As they point out from the Sabien Research Group of the ITACA Institute of the UPV, more than 90 % of people with diabetes have a diagnosis of type 2 diabetes, known as adult diabetes, and WHO estimates that in 2030 there will be about 550Millions of people with this diagnosis.

"This is a very common pathology whose appearance can be delayed and even prevented if it acts on time," Antonio Martínez Millana explained to Efe, a doctorate at the ITACA Institute of the UPV and project manager at the TSB company.

He explained that there are currently no screening mechanisms to early detect the appearance of DT2 and its diagnosis is relegated to the detection of anomalous results in analytics and is focused on identifying groups that already have a significant prevalence of microvascular complications.

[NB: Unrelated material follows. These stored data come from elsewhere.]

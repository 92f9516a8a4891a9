use async_trait::async_trait;
use std::path::Path;
use tokio_util::sync::CancellationToken;
use tracing::{debug, info};

use crate::model::{Chapter, ChapterId, Manga, MangaId};
use crate::worker::{Result, Work, WorkError, WorkOutcome, WorkerContext, WorkerId};

use super::naming::sanitize_filename;

/// Moves a finished archive from the staging directory into the manga's
/// library root. Tolerates a lost race: someone else having moved the file
/// already is success, not an error.
pub struct MoveArchive {
    manga_id: MangaId,
    chapter_id: ChapterId,
    manga_title: String,
    file_name: String,
}

impl MoveArchive {
    pub fn new(manga: &Manga, chapter: &Chapter) -> Self {
        Self {
            manga_id: manga.id,
            chapter_id: chapter.id,
            manga_title: manga.title.clone(),
            file_name: chapter.file_name.clone(),
        }
    }
}

#[async_trait]
impl Work for MoveArchive {
    fn id(&self) -> WorkerId {
        WorkerId::from(format!("move:{}", self.chapter_id))
    }

    fn label(&self) -> String {
        format!("move {} / {}", self.manga_title, self.file_name)
    }

    async fn run(&self, ctx: &WorkerContext, _cancel: &CancellationToken) -> Result<WorkOutcome> {
        let manga = ctx
            .store
            .get_manga(self.manga_id)?
            .ok_or_else(|| WorkError::Other(format!("manga {} missing", self.manga_id)))?;
        let Some(library_id) = manga.library_id else {
            debug!(archive = %self.file_name, "no library assigned, archive stays staged");
            return Ok(WorkOutcome::none());
        };
        let Some(library) = ctx.store.get_library(library_id)? else {
            return Ok(WorkOutcome::none());
        };

        let folder = sanitize_filename(&manga.title);
        let src = ctx
            .config
            .snapshot()
            .download_dir
            .join(&folder)
            .join(&self.file_name);
        let dest = library.root.join(&folder).join(&self.file_name);

        if !src.exists() {
            if dest.exists() {
                debug!(archive = %self.file_name, "already moved");
                return Ok(WorkOutcome::none());
            }
            return Err(WorkError::Other(format!(
                "archive {} not found in staging or library",
                self.file_name
            )));
        }

        if let Some(parent) = dest.parent() {
            std::fs::create_dir_all(parent)?;
        }
        move_file(&src, &dest)?;
        info!(archive = %self.file_name, dest = %dest.display(), "archive moved");
        Ok(WorkOutcome::none())
    }
}

/// Rename when possible, copy-and-remove when the library sits on another
/// filesystem.
fn move_file(src: &Path, dest: &Path) -> std::io::Result<()> {
    match std::fs::rename(src, dest) {
        Ok(()) => Ok(()),
        Err(_) => {
            std::fs::copy(src, dest)?;
            std::fs::remove_file(src)
        }
    }
}

#[cfg(test)]
mod tests {
    use super::*;
    use crate::model::Library;
    use crate::model::LibraryId;
    use tempfile::TempDir;

    fn seed(ctx: &WorkerContext, root: &Path) -> (Manga, Chapter) {
        let library = Library {
            id: LibraryId::new(),
            name: "main".to_string(),
            root: root.to_path_buf(),
        };
        ctx.store.upsert_library(&library).unwrap();

        let mut manga = Manga::new("Alpha");
        manga.library_id = Some(library.id);
        ctx.store.upsert_manga(&manga).unwrap();

        let chapter = Chapter {
            id: ChapterId::new(),
            manga_id: manga.id,
            number: "1".parse().unwrap(),
            volume: None,
            title: None,
            file_name: "Alpha - Ch.1.cbz".to_string(),
            downloaded: true,
        };
        ctx.store.upsert_chapter(&chapter).unwrap();
        (manga, chapter)
    }

    #[tokio::test]
    async fn test_moves_archive_into_library() {
        let dir = TempDir::new().unwrap();
        let ctx = crate::test_support::context(&dir);
        let (manga, chapter) = seed(&ctx, &dir.path().join("library"));

        let staging = ctx.config.snapshot().download_dir.join("Alpha");
        std::fs::create_dir_all(&staging).unwrap();
        std::fs::write(staging.join("Alpha - Ch.1.cbz"), b"archive").unwrap();

        MoveArchive::new(&manga, &chapter)
            .run(&ctx, &CancellationToken::new())
            .await
            .unwrap();

        let dest = dir.path().join("library/Alpha/Alpha - Ch.1.cbz");
        assert_eq!(std::fs::read(dest).unwrap(), b"archive");
        assert!(!staging.join("Alpha - Ch.1.cbz").exists());
    }

    #[tokio::test]
    async fn test_already_moved_is_success() {
        let dir = TempDir::new().unwrap();
        let ctx = crate::test_support::context(&dir);
        let (manga, chapter) = seed(&ctx, &dir.path().join("library"));

        let dest_dir = dir.path().join("library/Alpha");
        std::fs::create_dir_all(&dest_dir).unwrap();
        std::fs::write(dest_dir.join("Alpha - Ch.1.cbz"), b"archive").unwrap();

        MoveArchive::new(&manga, &chapter)
            .run(&ctx, &CancellationToken::new())
            .await
            .unwrap();
    }

    #[tokio::test]
    async fn test_missing_archive_everywhere_fails() {
        let dir = TempDir::new().unwrap();
        let ctx = crate::test_support::context(&dir);
        let (manga, chapter) = seed(&ctx, &dir.path().join("library"));

        let result = MoveArchive::new(&manga, &chapter)
            .run(&ctx, &CancellationToken::new())
            .await;
        assert!(result.is_err());
    }
}
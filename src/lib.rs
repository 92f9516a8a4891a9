pub mod api;
pub mod app;
pub mod config;
pub mod connector;
pub mod fetch;
pub mod humanize;
pub mod library;
pub mod metadata;
pub mod model;
pub mod notify;
pub mod observability;
pub mod pipeline;
pub mod ratelimit;
pub mod scheduler;
pub mod store;
pub mod worker;

#[cfg(test)]
pub mod test_support;
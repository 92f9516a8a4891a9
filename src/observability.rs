//! Process-wide counters exposed on the control API

use serde::Serialize;
use std::sync::atomic::{AtomicU64, Ordering};

/// Metrics handle for recording counters
#[derive(Debug, Default)]
pub struct Metrics {
    workers_dispatched: AtomicU64,
    workers_failed: AtomicU64,
    workers_cancelled: AtomicU64,
    chapters_downloaded: AtomicU64,
    chapters_failed: AtomicU64,
    notifications_sent: AtomicU64,
    library_refreshes: AtomicU64,
}

impl Metrics {
    pub fn new() -> Self {
        Self::default()
    }

    pub fn worker_dispatched(&self) {
        self.workers_dispatched.fetch_add(1, Ordering::Relaxed);
    }

    pub fn worker_failed(&self) {
        self.workers_failed.fetch_add(1, Ordering::Relaxed);
    }

    pub fn worker_cancelled(&self) {
        self.workers_cancelled.fetch_add(1, Ordering::Relaxed);
    }

    pub fn chapter_downloaded(&self) {
        self.chapters_downloaded.fetch_add(1, Ordering::Relaxed);
    }

    pub fn chapter_failed(&self) {
        self.chapters_failed.fetch_add(1, Ordering::Relaxed);
    }

    pub fn notification_sent(&self) {
        self.notifications_sent.fetch_add(1, Ordering::Relaxed);
    }

    pub fn library_refreshed(&self) {
        self.library_refreshes.fetch_add(1, Ordering::Relaxed);
    }

    pub fn snapshot(&self) -> MetricsSnapshot {
        MetricsSnapshot {
            workers_dispatched: self.workers_dispatched.load(Ordering::Relaxed),
            workers_failed: self.workers_failed.load(Ordering::Relaxed),
            workers_cancelled: self.workers_cancelled.load(Ordering::Relaxed),
            chapters_downloaded: self.chapters_downloaded.load(Ordering::Relaxed),
            chapters_failed: self.chapters_failed.load(Ordering::Relaxed),
            notifications_sent: self.notifications_sent.load(Ordering::Relaxed),
            library_refreshes: self.library_refreshes.load(Ordering::Relaxed),
        }
    }
}

#[derive(Debug, Clone, Serialize)]
pub struct MetricsSnapshot {
    pub workers_dispatched: u64,
    pub workers_failed: u64,
    pub workers_cancelled: u64,
    pub chapters_downloaded: u64,
    pub chapters_failed: u64,
    pub notifications_sent: u64,
    pub library_refreshes: u64,
}
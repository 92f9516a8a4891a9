use async_trait::async_trait;
use std::path::Path;
use tokio_util::sync::CancellationToken;
use tracing::{debug, info};

use crate::model::{Manga, MangaId};
use crate::ratelimit::RequestClass;
use crate::worker::{Result, Work, WorkError, WorkOutcome, WorkerContext, WorkerId};

use super::naming::sanitize_filename;

/// Puts a `cover.*` image into the manga's library folder, going through an
/// on-disk cache keyed by connector and manga id so re-linked titles never
/// refetch. Filesystem checks here are advisory; losing a race to another
/// writer is fine, last writer wins.
pub struct EnsureCover {
    manga_id: MangaId,
    manga_title: String,
}

impl EnsureCover {
    pub fn new(manga: &Manga) -> Self {
        Self {
            manga_id: manga.id,
            manga_title: manga.title.clone(),
        }
    }
}

#[async_trait]
impl Work for EnsureCover {
    fn id(&self) -> WorkerId {
        WorkerId::from(format!("cover:{}", self.manga_id))
    }

    fn label(&self) -> String {
        format!("cover for {}", self.manga_title)
    }

    async fn run(&self, ctx: &WorkerContext, _cancel: &CancellationToken) -> Result<WorkOutcome> {
        let manga = ctx
            .store
            .get_manga(self.manga_id)?
            .ok_or_else(|| WorkError::Other(format!("manga {} missing", self.manga_id)))?;

        let Some(library_id) = manga.library_id else {
            debug!(manga = %self.manga_title, "no library assigned, cover stays cached only");
            return Ok(WorkOutcome::none());
        };
        let Some(library) = ctx.store.get_library(library_id)? else {
            return Ok(WorkOutcome::none());
        };
        let dest_dir = library.root.join(sanitize_filename(&manga.title));
        if has_cover(&dest_dir) {
            debug!(manga = %self.manga_title, "cover already present");
            return Ok(WorkOutcome::none());
        }

        let Some(cover_url) = manga.cover_url.as_deref() else {
            debug!(manga = %self.manga_title, "no cover url known");
            return Ok(WorkOutcome::none());
        };
        let connector = ctx
            .store
            .manga_links(self.manga_id)?
            .into_iter()
            .map(|l| l.connector_id)
            .next()
            .map(|c| c.to_string())
            .unwrap_or_else(|| "unlinked".to_string());

        let ext = extension_of(cover_url);
        let settings = ctx.config.snapshot();
        let cached = settings
            .cover_cache_dir
            .join(format!("{}-{}.{}", connector, self.manga_id, ext));

        if !cached.exists() {
            let response = ctx
                .client
                .make_request(cover_url, RequestClass::MangaCover, None)
                .await;
            if !response.is_success() {
                return Err(WorkError::Other(format!(
                    "cover fetch for {} failed with {}",
                    self.manga_title, response.status
                )));
            }
            std::fs::create_dir_all(&settings.cover_cache_dir)?;
            std::fs::write(&cached, &response.body)?;
            debug!(manga = %self.manga_title, "cover cached");
        }

        std::fs::create_dir_all(&dest_dir)?;
        std::fs::copy(&cached, dest_dir.join(format!("cover.{ext}")))?;
        info!(manga = %self.manga_title, "cover placed");
        Ok(WorkOutcome::none())
    }
}

fn has_cover(dir: &Path) -> bool {
    let Ok(entries) = std::fs::read_dir(dir) else {
        return false;
    };
    entries.flatten().any(|e| {
        e.file_name()
            .to_str()
            .map(|name| name.starts_with("cover."))
            .unwrap_or(false)
    })
}

fn extension_of(url: &str) -> &str {
    url.split('?')
        .next()
        .and_then(|path| path.rsplit('.').next())
        .filter(|ext| ext.len() <= 4 && !ext.contains('/'))
        .unwrap_or("jpg")
}

#[cfg(test)]
mod tests {
    use super::*;
    use crate::model::Library;
    use crate::model::LibraryId;
    use tempfile::TempDir;

    #[test]
    fn test_extension_parsing() {
        assert_eq!(extension_of("https://c.example/covers/a.png?size=big"), "png");
        assert_eq!(extension_of("https://c.example/covers/a"), "jpg");
    }

    #[test]
    fn test_has_cover_detects_any_extension() {
        let dir = TempDir::new().unwrap();
        assert!(!has_cover(dir.path()));
        std::fs::write(dir.path().join("cover.webp"), b"x").unwrap();
        assert!(has_cover(dir.path()));
    }

    #[tokio::test]
    async fn test_existing_cover_short_circuits() {
        let dir = TempDir::new().unwrap();
        let ctx = crate::test_support::context(&dir);

        let library = Library {
            id: LibraryId::new(),
            name: "main".to_string(),
            root: dir.path().join("library"),
        };
        ctx.store.upsert_library(&library).unwrap();

        let mut manga = Manga::new("Alpha");
        manga.library_id = Some(library.id);
        // Would require a fetch if the short-circuit failed.
        manga.cover_url = Some("https://c.example/a.jpg".to_string());
        ctx.store.upsert_manga(&manga).unwrap();

        let dest = library.root.join("Alpha");
        std::fs::create_dir_all(&dest).unwrap();
        std::fs::write(dest.join("cover.jpg"), b"x").unwrap();

        EnsureCover::new(&manga)
            .run(&ctx, &CancellationToken::new())
            .await
            .unwrap();
    }

    #[tokio::test]
    async fn test_cache_hit_skips_fetch() {
        let dir = TempDir::new().unwrap();
        let ctx = crate::test_support::context(&dir);

        let library = Library {
            id: LibraryId::new(),
            name: "main".to_string(),
            root: dir.path().join("library"),
        };
        ctx.store.upsert_library(&library).unwrap();

        let mut manga = Manga::new("Alpha");
        manga.library_id = Some(library.id);
        manga.cover_url = Some("https://c.example/a.jpg".to_string());
        ctx.store.upsert_manga(&manga).unwrap();

        let cache = ctx.config.snapshot().cover_cache_dir.clone();
        std::fs::create_dir_all(&cache).unwrap();
        std::fs::write(
            cache.join(format!("unlinked-{}.jpg", manga.id)),
            b"cached-bytes",
        )
        .unwrap();

        EnsureCover::new(&manga)
            .run(&ctx, &CancellationToken::new())
            .await
            .unwrap();

        let placed = library.root.join("Alpha").join("cover.jpg");
        assert_eq!(std::fs::read(placed).unwrap(), b"cached-bytes");
    }
}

"This suggests that the current methods to diagnose do not have the ability to detect precoccal symptoms of DT2," he said.

This new early detection system allows the continuous and automated stratification of the population at risk of diabetes or other associated complications, combining in the same models factors such as the nutrition or physical activity of each patient with clinical and biological data currently considered in most of the majority in mostof the analysis.

"The system consists of several modules and a series of web interfaces, which can access the different agents involved in the follow -up of patients, from the options themselves, to the managers of the hospital and researchers," he said.

Each patient identified with medium-high risk, Martínez Millana highlighted, "is marked and grouped in a priority review list, thus facilitating the work to doctors."

Within the system developed in Mosaic, researchers have created differentiated tools that allow, among other functions, to know the risk of developing DT2 for each individual and thus analyze what segment of the population is at risk of developing the disease.

In addition, it allows to obtain personalized reports for each patient about the management of the complications that they have developed or could develop throughout the clinical process.

The preliminary results of the system were presented at the Annual IEEE Engineering in Medicine and Biology Society conference, held last August in Milan (Italy).

DT2 is characterized by a resistance to insulin hormone that usually evolves towards a deficiency in the same hormone that occur at the time of clinical manifestations;Its diagnosis usually occurs at 40 years of age and is commonly associated with obesity.

The disease can go unnoticed for several years because the symptoms of hyperglycemia develop gradually and are not of sufficient entity to trigger the classical symptomatology of the diabetic.

Its diagnosis is based on analytical blood glucose determinations orGlycosylated hemoglobin.

However, these patients do run the risk of developing macrovascular complications such as cerebral spills, extremities ischemia or cardiac syndromes, and microvascular (retinopathies, neuropathies, nephropathies or extremities ischemia).